1、後頭蓋、顱頸境界部减压術は、標準的な後頭蓋减压術の方法で行われます。枕骨の一部と上颈椎の椎板を切除し、硬膜を広く開き、癒着を分離し、特に顱骨大孔部の小脳扁桃体下疝、硬膜下癒着を解除し、第四脳室の中孔の脳脊液の流出を滑らかにすることに注目します。脊髓空洞症に対して良い効果があります。腫瘍、嚢胞などの病理的要因が見つかった場合、これらも同時に処理する必要があります。
2、脊髓空洞症切開引流術は、枕、頸を切開し、硬脊膜を切開し、空洞部の脊髓を探査します。通常、脊髓の膨張が見つかることがあります。背側正中線、後正中線沿いの無血管区を選び、脊髓を縦断に切開し、空洞腔に到達します。脊髓空洞を露出し、空洞を切開し、液体を排出し、切開部にシリコン膜を置き、縫合線で硬脊膜の縁に縫合して持続的な引流の原物として使用します。症状を改善することができます。
3、脊髓空洞症分流術は、顱頸術式で枕頸部を開き、空洞内に細いシリコン管を配置し、脊髓空洞-硬膜下腔引流術を行います;または管を小脳延髄嚢や橋池に送り、分流術を行い、脊髓空洞症の症状を緩和する効果が良好です。

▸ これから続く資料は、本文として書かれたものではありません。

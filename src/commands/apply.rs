//! Command: compile the task graph, hand it to the runner, relink `current/`.
use anyhow::{Context as _, Result, anyhow};
use std::path::Path;

use super::CommandSetup;
use crate::cli::{DoOpts, GlobalOpts};
use crate::current;
use crate::exec::{Executor, SystemExecutor};
use crate::logging::Logger;
use crate::tasks::output::OutputFormat;

/// Run the `do` command with the system executor.
///
/// # Errors
///
/// Returns an error if the configuration fails to load, the profile is not
/// defined, the runner is missing or fails, or `current/` cannot be relinked.
pub fn run(global: &GlobalOpts, opts: &DoOpts, log: &Logger) -> Result<()> {
    let setup = CommandSetup::init(global, log)?;
    apply(&setup, &opts.profile, global.dry_run, &SystemExecutor, log)
}

/// Execute `profile` through the configured runner.
///
/// The generated document is removed again whether or not the runner
/// succeeds; `current/` is only relinked after a successful run.
///
/// # Errors
///
/// Returns [`ConfigError::UnknownProfile`](crate::error::ConfigError) for an
/// undefined profile, and an error if the runner is not on `PATH`, exits
/// non-zero, or the filesystem operations fail.
pub fn apply(
    setup: &CommandSetup,
    profile: &str,
    dry_run: bool,
    executor: &dyn Executor,
    log: &Logger,
) -> Result<()> {
    let used: Vec<&str> = setup
        .config
        .used_profiles_for(profile)?
        .into_iter()
        .map(|p| p.name.as_str())
        .collect();
    log.info(&format!("profiles: {}", used.join(", ")));

    let runner = &setup.settings.runner;
    let runner_path = executor
        .which(runner)
        .ok_or_else(|| anyhow!("task runner '{runner}' not found on PATH"))?;
    log.debug(&format!("runner: {}", runner_path.display()));

    log.stage("Compiling task graph");
    let document = setup
        .config
        .to_document(&setup.settings.install_prefix)
        .render(OutputFormat::Yaml)?;

    let generated = setup.generated_path();
    let args = vec![
        "-task".to_string(),
        profile.to_string(),
        generated.display().to_string(),
        setup.root.display().to_string(),
    ];
    let links = current::plan(&setup.current_dir(), &setup.profiles_dir(), &used);

    if dry_run {
        log.dry_run(&format!("would write {}", generated.display()));
        log.dry_run(&format!("would run {runner} {}", args.join(" ")));
        log.dry_run(&format!(
            "would relink {} ({} profile link(s))",
            setup.current_dir().display(),
            links.len()
        ));
        for link in &links {
            log.dry_run(&format!(
                "  {} -> {}",
                link.target.display(),
                link.source.display()
            ));
        }
        return Ok(());
    }

    std::fs::write(&generated, document)
        .with_context(|| format!("writing {}", generated.display()))?;

    log.stage(&format!("Running {runner}"));
    let result = executor.run_in(&setup.root, runner, &args);
    remove_generated(&generated, log);
    let output = result?;
    for line in output.stdout.lines() {
        log.info(line);
    }

    log.stage("Relinking current profiles");
    current::relink(&setup.current_dir(), &links)?;
    log.info(&format!("linked {} profile(s)", links.len()));
    Ok(())
}

fn remove_generated(path: &Path, log: &Logger) {
    if let Err(e) = std::fs::remove_file(path) {
        log.warn(&format!("could not remove {}: {e}", path.display()));
    }
}
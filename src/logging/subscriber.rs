//! Tracing subscriber setup: console formatter, file layer, and initialisation.
use std::fs;
use std::io::Write as _;
use std::path::Path;
use std::sync::Mutex;

use super::utils::{format_utc_datetime, format_utc_time, log_file_path, strip_ansi};
use super::{DRY_RUN_TARGET, STAGE_TARGET};

/// Extracts the `message` field from a [`tracing::Event`].
#[derive(Default)]
struct MessageExtractor {
    message: String,
}

impl tracing::field::Visit for MessageExtractor {
    fn record_debug(&mut self, field: &tracing::field::Field, value: &dyn std::fmt::Debug) {
        if field.name() == "message" {
            self.message = format!("{value:?}");
        }
    }

    fn record_str(&mut self, field: &tracing::field::Field, value: &str) {
        if field.name() == "message" {
            self.message = value.to_string();
        }
    }
}

/// Render one event as a log file line (without the trailing newline).
fn file_line(level: tracing::Level, target: &str, ts: &str, msg: &str) -> String {
    let msg = strip_ansi(msg);
    match (level, target) {
        (tracing::Level::INFO, STAGE_TARGET) => format!("[{ts}] ==> {msg}"),
        (tracing::Level::INFO, DRY_RUN_TARGET) => format!("[{ts}]     [dry run] {msg}"),
        (tracing::Level::ERROR, _) => format!("[{ts}]     [error] {msg}"),
        (tracing::Level::WARN, _) => format!("[{ts}]     [warn] {msg}"),
        (tracing::Level::DEBUG | tracing::Level::TRACE, _) => format!("[{ts}]     [debug] {msg}"),
        _ => format!("[{ts}]     {msg}"),
    }
}

/// A [`tracing_subscriber::Layer`] that appends all events to the persistent
/// log file with timestamps and ANSI codes stripped.
#[derive(Debug)]
pub(super) struct FileLayer {
    file: Mutex<fs::File>,
}

impl FileLayer {
    /// Create (truncating) the log file at `path`, write a run header, and
    /// return a layer appending to it. `None` if the file cannot be opened.
    pub(super) fn at(path: &Path) -> Option<Self> {
        let version = crate::commands::version::version();
        let header = format!(
            "==========================================\n\
             Homestage {version} {}\n\
             ==========================================\n",
            format_utc_datetime(),
        );
        fs::write(path, header).ok()?;
        let file = fs::OpenOptions::new().append(true).open(path).ok()?;
        Some(Self {
            file: Mutex::new(file),
        })
    }
}

impl<S: tracing::Subscriber> tracing_subscriber::Layer<S> for FileLayer {
    fn on_event(
        &self,
        event: &tracing::Event<'_>,
        _ctx: tracing_subscriber::layer::Context<'_, S>,
    ) {
        let metadata = event.metadata();
        let mut extractor = MessageExtractor::default();
        event.record(&mut extractor);

        let line = file_line(
            *metadata.level(),
            metadata.target(),
            &format_utc_time(),
            &extractor.message,
        );

        if let Ok(mut f) = self.file.lock() {
            writeln!(f, "{line}").ok();
        }
    }
}

/// A [`tracing_subscriber::fmt::FormatEvent`] that emits homestage-style
/// console output.
struct HomestageFormatter;

impl<S, N> tracing_subscriber::fmt::FormatEvent<S, N> for HomestageFormatter
where
    S: tracing::Subscriber + for<'a> tracing_subscriber::registry::LookupSpan<'a>,
    N: for<'a> tracing_subscriber::fmt::FormatFields<'a> + 'static,
{
    fn format_event(
        &self,
        _ctx: &tracing_subscriber::fmt::FmtContext<'_, S, N>,
        mut writer: tracing_subscriber::fmt::format::Writer<'_>,
        event: &tracing::Event<'_>,
    ) -> std::fmt::Result {
        let metadata = event.metadata();
        let level = *metadata.level();
        let target = metadata.target();

        let mut extractor = MessageExtractor::default();
        event.record(&mut extractor);
        let msg = &extractor.message;

        match level {
            tracing::Level::ERROR => writeln!(writer, "\x1b[31mERROR\x1b[0m {msg}"),
            tracing::Level::WARN => writeln!(writer, "\x1b[33mWARN\x1b[0m  {msg}"),
            tracing::Level::INFO if target == STAGE_TARGET => {
                writeln!(writer, "\x1b[1;34m==>\x1b[0m \x1b[1m{msg}\x1b[0m")
            }
            tracing::Level::INFO if target == DRY_RUN_TARGET => {
                writeln!(writer, "  \x1b[33m[DRY RUN]\x1b[0m {msg}")
            }
            tracing::Level::INFO => writeln!(writer, "  {msg}"),
            _ => writeln!(writer, "  \x1b[2m{msg}\x1b[0m"),
        }
    }
}

/// Initialise the global [`tracing`] subscriber.
///
/// Console output goes to stderr so that command output on stdout (the
/// compiled document, the profile list) stays machine-readable. All events
/// at `debug` and above are also written to
/// `$XDG_CACHE_HOME/homestage/<command>.log`.
/// Must be called once at program startup, before any logging.
pub fn init_subscriber(verbose: bool, command: &str) {
    use tracing_subscriber::{
        Layer as _, filter::LevelFilter, fmt, layer::SubscriberExt as _,
        util::SubscriberInitExt as _,
    };

    let console_level = if verbose {
        LevelFilter::DEBUG
    } else {
        LevelFilter::INFO
    };

    let console_layer = fmt::layer()
        .event_format(HomestageFormatter)
        .with_writer(std::io::stderr)
        .with_filter(console_level);

    let file_layer = log_file_path(command)
        .and_then(|path| FileLayer::at(&path))
        .map(|l| l.with_filter(LevelFilter::DEBUG));

    tracing_subscriber::registry()
        .with(console_layer)
        .with(file_layer)
        .init();
}
//! Utility functions for path resolution, ANSI stripping, and time formatting.
use std::fs;
use std::path::{Path, PathBuf};

/// Strip ANSI escape sequences from a string.
///
/// Handles SGR sequences (ending in `m`) and other CSI sequences (ending
/// in any letter in the `@`..`~` range).
pub(super) fn strip_ansi(s: &str) -> String {
    let mut out = String::with_capacity(s.len());
    let mut chars = s.chars();
    while let Some(c) = chars.next() {
        if c == '\x1b' {
            if let Some(next) = chars.next()
                && next == '['
            {
                for inner in chars.by_ref() {
                    if ('@'..='~').contains(&inner) {
                        break;
                    }
                }
            }
        } else {
            out.push(c);
        }
    }
    out
}

/// Resolve `homestage/` under `cache_home`, or under `$HOME/.cache` when unset.
fn cache_dir_in(cache_home: Option<PathBuf>, home: Option<PathBuf>) -> PathBuf {
    cache_home
        .unwrap_or_else(|| home.unwrap_or_else(|| PathBuf::from(".")).join(".cache"))
        .join("homestage")
}

/// Return the `$XDG_CACHE_HOME/homestage/` directory, creating it if needed.
pub(super) fn homestage_cache_dir() -> Option<PathBuf> {
    let dir = cache_dir_in(
        std::env::var_os("XDG_CACHE_HOME").map(PathBuf::from),
        std::env::var_os("HOME")
            .or_else(|| std::env::var_os("USERPROFILE"))
            .map(PathBuf::from),
    );
    fs::create_dir_all(&dir).ok()?;
    Some(dir)
}

/// Return the log file path for `command` inside `dir`.
pub(super) fn log_file_in(dir: &Path, command: &str) -> PathBuf {
    dir.join(format!("{command}.log"))
}

/// Return the log file path under `$XDG_CACHE_HOME/homestage/` (or `~/.cache/homestage/`).
pub(super) fn log_file_path(command: &str) -> Option<PathBuf> {
    Some(log_file_in(&homestage_cache_dir()?, command))
}

/// Format the current UTC time as `YYYY-MM-DD HH:MM:SS`.
pub(super) fn format_utc_datetime() -> String {
    chrono::Utc::now().format("%Y-%m-%d %H:%M:%S").to_string()
}

/// Format the current UTC time as `HH:MM:SS`.
pub(super) fn format_utc_time() -> String {
    chrono::Utc::now().format("%H:%M:%S").to_string()
}
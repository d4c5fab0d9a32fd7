//! Command: load, validate and compile, reporting non-fatal warnings.
use anyhow::{Result, bail};

use super::CommandSetup;
use crate::cli::GlobalOpts;
use crate::config::validation::ValidationWarning;
use crate::logging::Logger;
use crate::tasks::{self, BOOTSTRAP_TASK};

/// Run the check command.
///
/// Hard errors (parse failures, invalid graphs) fail the command; everything
/// else is reported as a warning.
///
/// # Errors
///
/// Returns an error if the configuration fails to load or the compiled task
/// graph contains a cycle.
pub fn run(global: &GlobalOpts, log: &Logger) -> Result<()> {
    let setup = CommandSetup::init(global, log)?;

    log.stage("Checking configuration");
    let warnings = collect(&setup)?;

    if warnings.is_empty() {
        log.info("no problems found");
        return Ok(());
    }

    log.warn(&format!(
        "found {} configuration warning(s):",
        warnings.len()
    ));
    for warning in &warnings {
        log.warn(&format!(
            "  {} [{}]: {}",
            warning.source, warning.item, warning.message
        ));
    }
    Ok(())
}

/// Validation warnings plus unresolved task dependencies of the compiled map.
///
/// # Errors
///
/// Returns an error if the compiled task graph contains a cycle.
pub fn collect(setup: &CommandSetup) -> Result<Vec<ValidationWarning>> {
    let mut warnings = setup.config.validate(&setup.root, &setup.settings);

    let compiled = setup.config.compile();
    if tasks::graph::has_cycle(&compiled) {
        bail!("compiled task graph contains a cycle");
    }

    // The missing bootstrap profile is already reported by its validator.
    warnings.extend(
        tasks::graph::unresolved_deps(&compiled)
            .into_iter()
            .filter(|(_, dep)| *dep != BOOTSTRAP_TASK)
            .map(|(task, dep)| {
                ValidationWarning::new(
                    format!("tasks.{task}"),
                    dep,
                    "dependency names no compiled task",
                )
            }),
    );

    Ok(warnings)
}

他の治療にはビタミンB群、血管拡張剤、神経細胞代謝機能活性化剤などが使用できます。状況に応じて、理学療法、理学療法、針治療を適用して、術後の神経機能の回復を促進することができます。
2、予後
この病気は進行が緩やかで、数十年にわたって持続することがよくあります。手術の短期間の効果は明らかですが、手術は根本的な治療ではありません。患者に対して術後のフォローアップを行い、MRIを定期的に通じて空洞と脊髓の変化を観察することが重要です。